### [Records to use]
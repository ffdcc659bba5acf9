//! Output path handling.

use std::path::PathBuf;

use fim_common::{is_vsi_path, FimError, FimResult};

/// Make a user-supplied output path absolute.
///
/// VSI paths are returned untouched. Writing to them is not supported by the
/// mosaic tools in general, but they are not rejected here either.
pub fn absolute_output_path(raw: &str) -> FimResult<PathBuf> {
    if is_vsi_path(raw) {
        return Ok(PathBuf::from(raw));
    }
    std::path::absolute(raw).map_err(|e| {
        FimError::io(
            format!("error getting absolute path for output file {}", raw),
            e,
        )
    })
}
//! Control table reader.
//!
//! A control table is a comma-separated file whose first row is a header.
//! Every following row selects one tile: `reach_id, flow, boundary_condition`,
//! with any further columns ignored.

use std::fs::File;
use std::io;
use std::path::{Path, PathBuf};

use fim_common::{ControlRow, FimError, FimResult};
use tracing::debug;

/// Minimum number of columns every data row must have.
pub const MIN_COLUMNS: usize = 3;

/// Parsed control table: the data rows in file order, header dropped.
#[derive(Debug, Clone)]
pub struct ControlTable {
    source: PathBuf,
    rows: Vec<ControlRow>,
}

impl ControlTable {
    /// Read and validate a control table from disk.
    pub fn read(path: impl AsRef<Path>) -> FimResult<Self> {
        let path = path.as_ref();
        let file = File::open(path)
            .map_err(|e| FimError::read(path, format!("error opening controls file: {}", e)))?;
        Self::from_reader(file, path)
    }

    /// Parse a control table from any reader.
    ///
    /// `source` is only used in error messages and logs.
    pub fn from_reader<R: io::Read>(reader: R, source: impl Into<PathBuf>) -> FimResult<Self> {
        let source = source.into();
        let mut csv_reader = csv::ReaderBuilder::new()
            .has_headers(false)
            .flexible(true)
            .from_reader(reader);

        let mut records = Vec::new();
        for result in csv_reader.records() {
            let record = result
                .map_err(|e| FimError::read(&source, format!("error reading CSV file: {}", e)))?;
            records.push(record);
        }

        if records.len() < 2 {
            return Err(FimError::shape(&source, "no records in controls file"));
        }

        // Shape is checked for every row before any row is handed out
        let mut rows = Vec::with_capacity(records.len() - 1);
        for record in &records[1..] {
            if record.len() < MIN_COLUMNS {
                let line = record.position().map(|p| p.line()).unwrap_or_default();
                return Err(FimError::shape(
                    &source,
                    format!(
                        "not enough columns in controls file, need at least {}; line {} has {}",
                        MIN_COLUMNS,
                        line,
                        record.len()
                    ),
                ));
            }
            rows.push(ControlRow::new(&record[0], &record[1], &record[2]));
        }

        debug!(
            controls = %source.display(),
            rows = rows.len(),
            "Read control table"
        );

        Ok(Self { source, rows })
    }

    /// Path the table was read from.
    pub fn source(&self) -> &Path {
        &self.source
    }

    pub fn rows(&self) -> &[ControlRow] {
        &self.rows
    }

    pub fn len(&self) -> usize {
        self.rows.len()
    }

    pub fn is_empty(&self) -> bool {
        self.rows.is_empty()
    }
}
//! FIM library access.
//!
//! Turns a control table into the ordered list of library tiles that make
//! up a composite flood inundation map. Everything here is path arithmetic:
//! no tile is opened and no existence check is made. Missing tiles surface
//! when the mosaic builder tries to read them.
//!
//! # Library layout
//!
//! ```text
//! <library>/
//! ├── 2821866/
//! │   ├── z_nd/
//! │   │   ├── f_10283.tif
//! │   │   └── f_11199.tif
//! │   ├── z_53_5/
//! │   │   └── f_10485.tif
//! │   └── domain.tif        (optional)
//! └── 2821867/
//!     └── ...
//! ```

pub mod control;
pub mod file_list;
pub mod library;
pub mod paths;

// Re-exports
pub use control::{ControlTable, MIN_COLUMNS};
pub use file_list::OrderedFileList;
pub use library::{LibraryRoot, ResolvedTile, DOMAIN_FILE_NAME};
pub use paths::absolute_output_path;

### [Task details]
When you respond, give the whole listing again exactly as written.

### [Final answer]
repository ffdcc659bba5acf9
//! Output path handling.

use std::path::PathBuf;

use fim_common::{is_vsi_path, FimError, FimResult};

/// Make a user-supplied output path absolute.
///
/// VSI paths are returned untouched. Writing to them is not supported by the
/// mosaic tools in general, but they are not rejected here either.
pub fn absolute_output_path(raw: &str) -> FimResult<PathBuf> {
    if is_vsi_path(raw) {
        return Ok(PathBuf::from(raw));
    }
    std::path::absolute(raw).map_err(|e| {
        FimError::io(
            format!("error getting absolute path for output file {}", raw),
            e,
        )
    })
}
//! Control table reader.
//!
//! A control table is a comma-separated file whose first row is a header.
//! Every following row selects one tile: `reach_id, flow, boundary_condition`,
//! with any further columns ignored.

use std::fs::File;
use std::io;
use std::path::{Path, PathBuf};

use fim_common::{ControlRow, FimError, FimResult};
use tracing::debug;

/// Minimum number of columns every data row must have.
pub const MIN_COLUMNS: usize = 3;

/// Parsed control table: the data rows in file order, header dropped.
#[derive(Debug, Clone)]
pub struct ControlTable {
    source: PathBuf,
    rows: Vec<ControlRow>,
}

impl ControlTable {
    /// Read and validate a control table from disk.
    pub fn read(path: impl AsRef<Path>) -> FimResult<Self> {
        let path = path.as_ref();
        let file = File::open(path)
            .map_err(|e| FimError::read(path, format!("error opening controls file: {}", e)))?;
        Self::from_reader(file, path)
    }

    /// Parse a control table from any reader.
    ///
    /// `source` is only used in error messages and logs.
    pub fn from_reader<R: io::Read>(reader: R, source: impl Into<PathBuf>) -> FimResult<Self> {
        let source = source.into();
        let mut csv_reader = csv::ReaderBuilder::new()
            .has_headers(false)
            .flexible(true)
            .from_reader(reader);

        let mut records = Vec::new();
        for result in csv_reader.records() {
            let record = result
                .map_err(|e| FimError::read(&source, format!("error reading CSV file: {}", e)))?;
            records.push(record);
        }

        if records.len() < 2 {
            return Err(FimError::shape(&source, "no records in controls file"));
        }

        // Shape is checked for every row before any row is handed out
        let mut rows = Vec::with_capacity(records.len() - 1);
        for record in &records[1..] {
            if record.len() < MIN_COLUMNS {
                let line = record.position().map(|p| p.line()).unwrap_or_default();
                return Err(FimError::shape(
                    &source,
                    format!(
                        "not enough columns in controls file, need at least {}; line {} has {}",
                        MIN_COLUMNS,
                        line,
                        record.len()
                    ),
                ));
            }
            rows.push(ControlRow::new(&record[0], &record[1], &record[2]));
        }

        debug!(
            controls = %source.display(),
            rows = rows.len(),
            "Read control table"
        );

        Ok(Self { source, rows })
    }

    /// Path the table was read from.
    pub fn source(&self) -> &Path {
        &self.source
    }

    pub fn rows(&self) -> &[ControlRow] {
        &self.rows
    }

    pub fn len(&self) -> usize {
        self.rows.len()
    }

    pub fn is_empty(&self) -> bool {
        self.rows.is_empty()
    }
}
//! FIM library access.
//!
//! Turns a control table into the ordered list of library tiles that make
//! up a composite flood inundation map. Everything here is path arithmetic:
//! no tile is opened and no existence check is made. Missing tiles surface
//! when the mosaic builder tries to read them.
//!
//! # Library layout
//!
//! ```text
//! <library>/
//! ├── 2821866/
//! │   ├── z_nd/
//! │   │   ├── f_10283.tif
//! │   │   └── f_11199.tif
//! │   ├── z_53_5/
//! │   │   └── f_10485.tif
//! │   └── domain.tif        (optional)
//! └── 2821867/
//!     └── ...
//! ```

pub mod control;
pub mod file_list;
pub mod library;
pub mod paths;

// Re-exports
pub use control::{ControlTable, MIN_COLUMNS};
pub use file_list::OrderedFileList;
pub use library::{LibraryRoot, ResolvedTile, DOMAIN_FILE_NAME};
pub use paths::absolute_output_path;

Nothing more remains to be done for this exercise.